Fece per dire qualcosa, ma volevo continuare, così lo bloccai per un momento scuotendo la testa.
«Non so quale sia la parola giusta che racchiuda questi sentimenti. Non voglio dire qualcosa che sia troppo banale. Voglio che tu capisca a pieno quello che sento per te» Misi una mano sul suo petto e nel frattempo lui mi accarezzò i capelli.
«Ti ascolto, Frankie. Voglio sentire tutto quello che hai da dirmi.»
«Provo queste cose e non voglio smettere di farlo. Non voglio eliminare o cambiare nulla. Non cambierei le nostre vite solo per poterti avere con me senza difficoltà.
E soprattutto non rinuncerei a te per gli ostacoli che siamo costretti ad affrontare. Invece rinuncerei a qualcosa che possa giovare al nostro rapporto»
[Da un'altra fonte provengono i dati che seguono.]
//! Camera rig controller systems.
//!
//! One frame of camera control is three systems, run in this order:
//! - [`camera_pan_system`] – modifier + pointer drag translates the rig
//! - [`camera_zoom_system`] – modifier + wheel changes the lens half-height
//! - [`camera_rotate_system`] – modifier + rotate key snaps the yaw by 45°
//!
//! All of them read the [`InputState`] snapshot and silently ignore anything
//! that does not match their gate. Nothing here can fail: zoom is clamped,
//! stray input is dropped.

use bevy_ecs::prelude::*;
use log::{debug, trace};
use raylib::prelude::Vector3;

use crate::components::camerarig::CameraRig;
use crate::components::facing::FacingDirection;
use crate::components::ortholens::OrthoLens;
use crate::components::rotationtransition::{RotationTransition, SNAP_TOLERANCE};
use crate::events::camera::CameraRotatedEvent;
use crate::resources::camerasettings::{CameraSettings, RotationMode};
use crate::resources::input::InputState;
use crate::resources::screensize::ScreenSize;
use crate::resources::worldtime::WorldTime;

/// Yaw change of one snap, degrees.
pub const SNAP_STEP: f32 = 45.0;

/// Signed shortest angular distance from `from` to `to`, in (-180, 180].
pub fn shortest_delta(from: f32, to: f32) -> f32 {
    let d = (to - from).rem_euclid(360.0);
    if d > 180.0 { d - 360.0 } else { d }
}

/// Unsigned angular distance between two yaws.
pub fn angle_between(a: f32, b: f32) -> f32 {
    shortest_delta(a, b).abs()
}

/// Move `yaw` one tick toward `target`.
pub fn step_yaw(yaw: f32, target: f32, speed: f32, dt: f32, mode: RotationMode) -> f32 {
    let delta = shortest_delta(yaw, target);
    match mode {
        RotationMode::Lerp => yaw + delta * (speed * dt).clamp(0.0, 1.0),
        RotationMode::Constant => {
            let max = (speed * dt).max(0.0);
            if delta.abs() <= max {
                yaw + delta
            } else {
                yaw + max * delta.signum()
            }
        }
    }
}

/// Snap target for a rotate request: current yaw rounded to 45° plus `step`.
pub fn snap_target(rig: &CameraRig, step: f32) -> f32 {
    rig.snapped_yaw() + step
}

/// Lens half-height after one wheel event.
///
/// Wheel toward the user (negative) widens the view, away narrows it. The
/// result always lies within the configured bounds.
pub fn zoom_step(half_height: f32, scroll: f32, settings: &CameraSettings) -> f32 {
    let next = if scroll < 0.0 {
        half_height + settings.zoom_amount
    } else if scroll > 0.0 {
        half_height - settings.zoom_amount
    } else {
        return half_height;
    };
    settings.clamp_size(next)
}

/// Drag the rig across the ground plane.
///
/// On the frame the pan button goes down (with the modifier held) the pointer
/// is projected onto the lens plane and remembered. While both stay held the
/// rig moves by `origin - current`, with the vertical part redirected per
/// [`FacingDirection::redirect_pan`]. Releasing the button forgets the origin.
pub fn camera_pan_system(
    input: Res<InputState>,
    screen: Res<ScreenSize>,
    mut rigs: Query<(&mut CameraRig, &OrthoLens)>,
) {
    let (w, h) = (screen.w as f32, screen.h as f32);
    for (mut rig, lens) in rigs.iter_mut() {
        if !input.pan_button.active {
            if rig.drag_origin.is_some() {
                rig.drag_origin = None;
            }
            continue;
        }
        if !input.modifier.active {
            continue;
        }

        if input.pan_button.just_pressed {
            let origin = lens.screen_to_world(&rig, input.pointer, w, h);
            rig.drag_origin = Some(origin);
        }

        let Some(origin) = rig.drag_origin else {
            continue;
        };
        let current = lens.screen_to_world(&rig, input.pointer, w, h);
        let raw = Vector3 {
            x: origin.x - current.x,
            y: origin.y - current.y,
            z: origin.z - current.z,
        };
        if rig.facing.is_diagonal() {
            trace!("No pan mapping for {:?}, dropping vertical drag", rig.facing);
        }
        let delta = rig.facing.redirect_pan(raw);
        rig.translate(delta);
    }
}

/// Zoom every rig lens with the mouse wheel while the modifier is held.
pub fn camera_zoom_system(
    input: Res<InputState>,
    settings: Res<CameraSettings>,
    mut lenses: Query<&mut OrthoLens, With<CameraRig>>,
) {
    if !input.modifier.active || input.scroll == 0.0 {
        return;
    }
    for mut lens in lenses.iter_mut() {
        lens.half_height = zoom_step(lens.half_height, input.scroll, &settings);
    }
}

/// Start and advance 45° snap rotations.
///
/// Idle rigs look for a rotate chord and get a [`RotationTransition`]. Rigs
/// already rotating ignore input and move toward the target; once within
/// [`SNAP_TOLERANCE`] the yaw is set exactly, the facing is updated, the
/// transition is removed and a [`CameraRotatedEvent`] is triggered.
pub fn camera_rotate_system(
    mut commands: Commands,
    input: Res<InputState>,
    time: Res<WorldTime>,
    settings: Res<CameraSettings>,
    mut rigs: Query<(Entity, &mut CameraRig, Option<&RotationTransition>)>,
) {
    for (entity, mut rig, transition) in rigs.iter_mut() {
        match transition {
            Some(transition) => {
                let target = transition.target_yaw;
                let next = step_yaw(
                    rig.yaw,
                    target,
                    settings.rotation_speed,
                    time.delta,
                    settings.rotation_mode,
                );
                if angle_between(next, target) < SNAP_TOLERANCE {
                    let facing = FacingDirection::from_yaw(target);
                    let yaw = facing.yaw();
                    rig.yaw = yaw;
                    rig.facing = facing;
                    commands.entity(entity).remove::<RotationTransition>();
                    commands.trigger(CameraRotatedEvent {
                        rig: entity,
                        yaw,
                        facing,
                    });
                } else {
                    rig.yaw = next;
                }
            }
            None => {
                let step = if input.rotate_right_chord() {
                    SNAP_STEP
                } else if input.rotate_left_chord() {
                    -SNAP_STEP
                } else {
                    continue;
                };
                let target = snap_target(&rig, step);
                debug!("Rig {:?} rotating from {} to {}", entity, rig.yaw, target);
                commands
                    .entity(entity)
                    .insert(RotationTransition::new(target));
            }
        }
    }
}

#[cfg(test)]
mod tests {
    use super::*;

    fn approx_eq(a: f32, b: f32) -> bool {
        (a - b).abs() < 1e-4
    }

    #[test]
    fn shortest_delta_wraps() {
        assert!(approx_eq(shortest_delta(350.0, 10.0), 20.0));
        assert!(approx_eq(shortest_delta(10.0, 350.0), -20.0));
        assert!(approx_eq(shortest_delta(0.0, -45.0), -45.0));
        assert!(approx_eq(shortest_delta(315.0, 360.0), 45.0));
        assert!(approx_eq(angle_between(0.0, 360.0), 0.0));
    }

    #[test]
    fn lerp_step_covers_fraction_of_remaining() {
        let yaw = step_yaw(0.0, 45.0, 10.0, 0.01, RotationMode::Lerp);
        assert!(approx_eq(yaw, 4.5));
        // factor clamps at the whole remaining angle
        let yaw = step_yaw(0.0, 45.0, 10.0, 1.0, RotationMode::Lerp);
        assert!(approx_eq(yaw, 45.0));
    }

    #[test]
    fn constant_step_is_capped_by_speed() {
        let yaw = step_yaw(0.0, 45.0, 90.0, 0.1, RotationMode::Constant);
        assert!(approx_eq(yaw, 9.0));
        let yaw = step_yaw(40.0, 45.0, 90.0, 0.1, RotationMode::Constant);
        assert!(approx_eq(yaw, 45.0));
        let yaw = step_yaw(0.0, -45.0, 90.0, 0.1, RotationMode::Constant);
        assert!(approx_eq(yaw, -9.0));
    }

    #[test]
    fn snap_target_rounds_then_steps() {
        let rig = CameraRig::default().with_yaw(10.0);
        assert_eq!(snap_target(&rig, SNAP_STEP), 45.0);
        assert_eq!(snap_target(&rig, -SNAP_STEP), -45.0);
        let rig = CameraRig::default().with_yaw(100.0);
        assert_eq!(snap_target(&rig, SNAP_STEP), 135.0);
    }

    #[test]
    fn zoom_step_direction_and_clamp() {
        let s = CameraSettings {
            zoom_amount: 1.0,
            min_cam_size: 2.0,
            max_cam_size: 5.0,
            ..CameraSettings::default()
        };
        assert_eq!(zoom_step(3.0, -1.0, &s), 4.0);
        assert_eq!(zoom_step(3.0, 1.0, &s), 2.0);
        assert_eq!(zoom_step(5.0, -1.0, &s), 5.0);
        assert_eq!(zoom_step(2.0, 1.0, &s), 2.0);
        assert_eq!(zoom_step(3.0, 0.0, &s), 3.0);
    }

    #[test]
    fn zoom_step_with_inverted_bounds_does_not_panic() {
        let s = CameraSettings {
            min_cam_size: 8.0,
            max_cam_size: 2.0,
            ..CameraSettings::default()
        };
        assert_eq!(zoom_step(5.0, -1.0, &s), 2.0);
        assert_eq!(zoom_step(5.0, 1.0, &s), 2.0);
    }
}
«Tu, Frank, tu devi solo pensare a te stesso. Io sono responsabile di quello che tu fai, tralasciando adesso il ruolo di docente. Non voglio che tu ti senta in difficoltà, che tu cambi le tue abitudini o che tu spenda meno tempo nelle cose che ami o che devi fare per il tuo futuro.
Devi pensare a te e ti prometto che io penserò a noi al tuo posto.»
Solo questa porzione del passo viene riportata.